-- INFORMATION PROVIDED follows --
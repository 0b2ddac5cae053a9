use rand::Rng;
use tracing::event;

use super::{GameConfig, Strategy};

/// Whether the contestant drove home with the car.
pub type GameOutcome = bool;

/// Everything that happened in a single game.
#[derive(Debug, Clone, PartialEq, Eq)]
#[cfg_attr(feature = "serde", derive(serde::Serialize))]
pub struct GameRecord {
    /// The door hiding the car.
    pub car_door: usize,
    /// The contestant's first pick.
    pub initial_selection: usize,
    /// Doors opened by the host, in the order they were opened.
    pub revealed: Vec<usize>,
    /// The door the contestant ends the game on.
    pub final_selection: usize,
}

impl GameRecord {
    pub fn won(&self) -> GameOutcome {
        self.final_selection == self.car_door
    }

    pub fn switched(&self) -> bool {
        self.final_selection != self.initial_selection
    }

    pub fn is_revealed(&self, door: usize) -> bool {
        self.revealed.contains(&door)
    }
}

/// Play one game and report whether the contestant won the car.
///
/// This is [`play_game`] without keeping the trace around.
pub fn simulate_game<R: Rng + ?Sized>(config: &GameConfig, rng: &mut R) -> GameOutcome {
    play_game(config, rng).won()
}

/// Play one game, returning the full record of what happened.
///
/// Every door choice is a uniform draw over all doors. The host and the
/// switching contestant redraw until they hit an eligible door, so each
/// eligible door is equally likely.
///
/// Because `GameConfig` guarantees `reveal_count <= door_count - 2`, there
/// is always an eligible door to open and, afterwards, at least one closed
/// door besides the current pick. The redraw loops have no upper bound on
/// their iteration count, but they end with probability one.
pub fn play_game<R: Rng + ?Sized>(config: &GameConfig, rng: &mut R) -> GameRecord {
    let door_count = config.door_count();

    let car_door = rng.random_range(0..door_count);
    // The pick is independent of the car, it can land on it.
    let initial_selection = rng.random_range(0..door_count);

    let mut opened = vec![false; door_count];
    let mut revealed = Vec::with_capacity(config.reveal_count());
    while revealed.len() < config.reveal_count() {
        let door = rng.random_range(0..door_count);
        if door != car_door && door != initial_selection && !opened[door] {
            event!(tracing::Level::TRACE, door, car_door, "Host opened door");
            opened[door] = true;
            revealed.push(door);
        }
    }

    let final_selection = match config.strategy() {
        Strategy::Stay => initial_selection,
        Strategy::Switch => {
            let mut door = initial_selection;
            while door == initial_selection || opened[door] {
                door = rng.random_range(0..door_count);
            }
            door
        }
    };

    GameRecord {
        car_door,
        initial_selection,
        revealed,
        final_selection,
    }
}
use approx::assert_abs_diff_eq;

use crate::game::{GameConfig, GameRecord, Strategy};
use crate::trials::{RATIO_EPSILON, SimulationResult};

/// Check that a game followed the rules for `config`.
pub fn assert_valid_game_record(config: &GameConfig, record: &GameRecord) {
    let door_count = config.door_count();

    assert!(record.car_door < door_count, "{record:?}");
    assert!(record.initial_selection < door_count, "{record:?}");
    assert!(record.final_selection < door_count, "{record:?}");

    assert_eq!(record.revealed.len(), config.reveal_count());

    let mut opened = vec![false; door_count];
    for &door in &record.revealed {
        assert!(door < door_count, "{record:?}");
        assert!(!opened[door], "Door {door} opened twice: {record:?}");
        opened[door] = true;

        // The host never shows the car or the contestant's pick.
        assert_ne!(door, record.car_door, "{record:?}");
        assert_ne!(door, record.initial_selection, "{record:?}");
    }

    match config.strategy() {
        Strategy::Stay => assert_eq!(record.final_selection, record.initial_selection),
        Strategy::Switch => {
            assert_ne!(record.final_selection, record.initial_selection);
            assert!(!opened[record.final_selection], "{record:?}");
        }
    }
}

/// Check the counting invariants of an aggregated result.
pub fn assert_valid_simulation_result(result: &SimulationResult) {
    assert!(result.game_instances() > 0);
    assert_eq!(
        result.cars_won() + result.goats_won(),
        result.game_instances(),
        "Every game ends with a car or a goat"
    );
    assert_abs_diff_eq!(
        result.car_ratio() + result.goat_ratio(),
        1.0,
        epsilon = RATIO_EPSILON
    );
    assert!((0.0..=1.0).contains(&result.car_ratio()));
}

/// Check that an empirical car ratio is within `sigmas` standard errors of
/// the exact win probability.
pub fn assert_near_theoretical(result: &SimulationResult, sigmas: f64) {
    let expected = result.theoretical_car_ratio();
    let games = result.game_instances() as f64;
    let tolerance = sigmas * (expected * (1.0 - expected) / games).sqrt();
    assert_abs_diff_eq!(result.car_ratio(), expected, epsilon = tolerance);
}
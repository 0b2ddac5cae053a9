use criterion::{BenchmarkId, Criterion, criterion_group, criterion_main};
use rand::{SeedableRng, rngs::StdRng};

use monty_hall::game::{GameConfig, Strategy, simulate_game};
use monty_hall::trials::{TrialsBuilder, run_trials};

fn bench_simulate_game(c: &mut Criterion) {
    let mut group = c.benchmark_group("simulate_game");

    for (doors, reveal) in [(3, 1), (10, 1), (10, 8), (100, 98)] {
        for strategy in Strategy::ALL {
            let config = GameConfig::new(doors, reveal, strategy).unwrap();
            group.bench_with_input(
                BenchmarkId::new(strategy.as_str(), format!("{doors}_doors_{reveal}_revealed")),
                &config,
                |b, config| {
                    let mut rng = StdRng::seed_from_u64(42);
                    b.iter(|| simulate_game(config, &mut rng));
                },
            );
        }
    }

    group.finish();
}

fn bench_run_trials(c: &mut Criterion) {
    let mut group = c.benchmark_group("run_trials");
    let config = GameConfig::default();

    for game_instances in [1_000, 100_000] {
        group.bench_with_input(
            BenchmarkId::new("single_rng", game_instances),
            &game_instances,
            |b, &game_instances| {
                let mut rng = StdRng::seed_from_u64(42);
                b.iter(|| run_trials(&config, game_instances, &mut rng));
            },
        );
    }

    group.finish();
}

fn bench_workers(c: &mut Criterion) {
    let mut group = c.benchmark_group("workers");

    for threads in [1, 2, 4] {
        let trials = TrialsBuilder::new()
            .game_instances(100_000)
            .threads(threads)
            .seed(42)
            .build()
            .unwrap();
        group.bench_with_input(BenchmarkId::new("threads", threads), &trials, |b, trials| {
            b.iter(|| trials.run().unwrap());
        });
    }

    group.finish();
}

criterion_group!(benches, bench_simulate_game, bench_run_trials, bench_workers);
criterion_main!(benches);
-- INFORMATION PROVIDED concluded --
__THE TASK__.
Your answer must be every line from the entries that contains the string "sigmas", copied as it stands.

__RESULT OF THE TASK__.
/// Check that an empirical car ratio is within `sigmas` standard errors of
pub fn assert_near_theoretical(result: &SimulationResult, sigmas: f64) {
    let tolerance = sigmas * (expected * (1.0 - expected) / games).sqrt();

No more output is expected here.